Posts Tagged ‘TV reviews’

Cut to Black Episode 013!

March 22, 2022

Gretchen Felker-Martin and I return to the airwaves after many a moon to discuss, of all things, the Season 8 finale of Little House on the Prairie. Yes, you read that right! You can find it on most any platform via our anchor.fm page, and here it is on Apple Podcasts.

“Billions” thoughts, Season Six, Episode Nine: “Hindenburg”

March 21, 2022

“We need Chuck dead, not wounded and angry.” Wise words, those, from Governor Bob Sweeney. He has intuited something Chuck himself failed to, when Chuck yanked the Olympic Games away from Mike Prince without delivering a killing blow. In retrospect, it was obvious that a wounded, angry Prince, for all his self-avowed graciousness in defeat, would strike back. It just wasn’t clear that his retaliation would, in fact, be a death blow.

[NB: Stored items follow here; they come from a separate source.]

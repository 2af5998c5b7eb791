//! Repository queries
//!
//! Maps each [`VariableName`] to one git invocation and normalizes the raw
//! output into the value the resolver caches.

use crate::error::GitVarsResult;
use crate::exec::CommandRunner;
use crate::variable::{ResolvedValue, VariableName};
use std::sync::Arc;
use std::time::Duration;
use tracing::debug;

/// Default per-invocation timeout
pub const DEFAULT_TIMEOUT: Duration = Duration::from_millis(1000);

/// How raw query output becomes a value
#[derive(Debug, Clone, Copy, PartialEq, Eq)]
enum Normalize {
    /// Trimmed text as-is
    Text,
    /// `true` iff the trimmed output is non-empty
    NonEmpty,
    /// Final path segment
    BaseName,
}

/// Git arguments and normalization for a variable
fn query_for(name: VariableName) -> (&'static str, Normalize) {
    match name {
        VariableName::Describe => ("describe --always", Normalize::Text),
        VariableName::DescribeLight => ("describe --always --tags", Normalize::Text),
        VariableName::Sha1 => ("rev-parse --short HEAD", Normalize::Text),
        VariableName::Commit => ("rev-parse HEAD", Normalize::Text),
        VariableName::Branch => ("rev-parse --abbrev-ref HEAD", Normalize::Text),
        VariableName::Message => ("log -1 --pretty=%B", Normalize::Text),
        VariableName::IsDirty => ("diff --stat", Normalize::NonEmpty),
        VariableName::Repository => ("rev-parse --show-toplevel", Normalize::BaseName),
    }
}

/// Last non-empty segment of a `/` or `\` separated path
fn base_name(path: &str) -> &str {
    path.rsplit(|c: char| c == '/' || c == '\\')
        .find(|segment| !segment.is_empty())
        .unwrap_or("")
}

/// Executes git queries for variables
pub struct RepositoryQuery {
    runner: Arc<dyn CommandRunner>,
    program: String,
    timeout: Duration,
}

impl RepositoryQuery {
    /// Create an executor using `git` and the default timeout
    pub fn new(runner: Arc<dyn CommandRunner>) -> Self {
        Self {
            runner,
            program: "git".to_string(),
            timeout: DEFAULT_TIMEOUT,
        }
    }

    /// Override the per-invocation timeout
    pub fn with_timeout(mut self, timeout: Duration) -> Self {
        self.timeout = timeout;
        self
    }

    /// Use a different git executable
    pub fn with_program(mut self, program: impl Into<String>) -> Self {
        self.program = program.into();
        self
    }

    pub fn timeout(&self) -> Duration {
        self.timeout
    }

    /// Full command line run for `name`
    pub fn command_for(&self, name: VariableName) -> String {
        let (args, _) = query_for(name);
        format!("{} {}", self.program, args)
    }

    /// Run the query mapped to `name` and normalize its output
    pub async fn query_and_normalize(&self, name: VariableName) -> GitVarsResult<ResolvedValue> {
        let (_, normalize) = query_for(name);
        let command = self.command_for(name);

        let raw = self.runner.run(&command, self.timeout).await?;
        let raw = raw.trim();

        let value = match normalize {
            Normalize::Text => ResolvedValue::Text(raw.to_string()),
            Normalize::NonEmpty => ResolvedValue::Flag(!raw.is_empty()),
            Normalize::BaseName => ResolvedValue::Text(base_name(raw).to_string()),
        };

        debug!("Queried {} = {}", name, value);
        Ok(value)
    }

    /// Same as [`query_and_normalize`](Self::query_and_normalize), dispatching on a raw name
    pub async fn query_and_normalize_str(&self, name: &str) -> GitVarsResult<ResolvedValue> {
        let name = VariableName::parse(name)?;
        self.query_and_normalize(name).await
    }
}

I reviewed this week’s episode of Billions for the New York Times.

“Raised by Wolves” thoughts, Season Two, Episode Eight: “Happiness”

March 17, 2022

There’s an old short story by Clive Barker, the creator of Pinhead and the writer-director of Hellraiser, that I think about a lot. It’s called “Pig Blood Blues,” and you can read a pretty beautiful comics adaptation by Chuck Wagner, Fred Burke, and Scott Hampton right here. Go ahead, take a few minutes, I’ll be here when you get back.

Anyway, old Clive, he wrote a line in this story that was frequently on my mind while watching this final episode of Raised by Wolves’ extraordinary second season. The line goes like this—

“This is the state of the beast…to eat and be eaten.”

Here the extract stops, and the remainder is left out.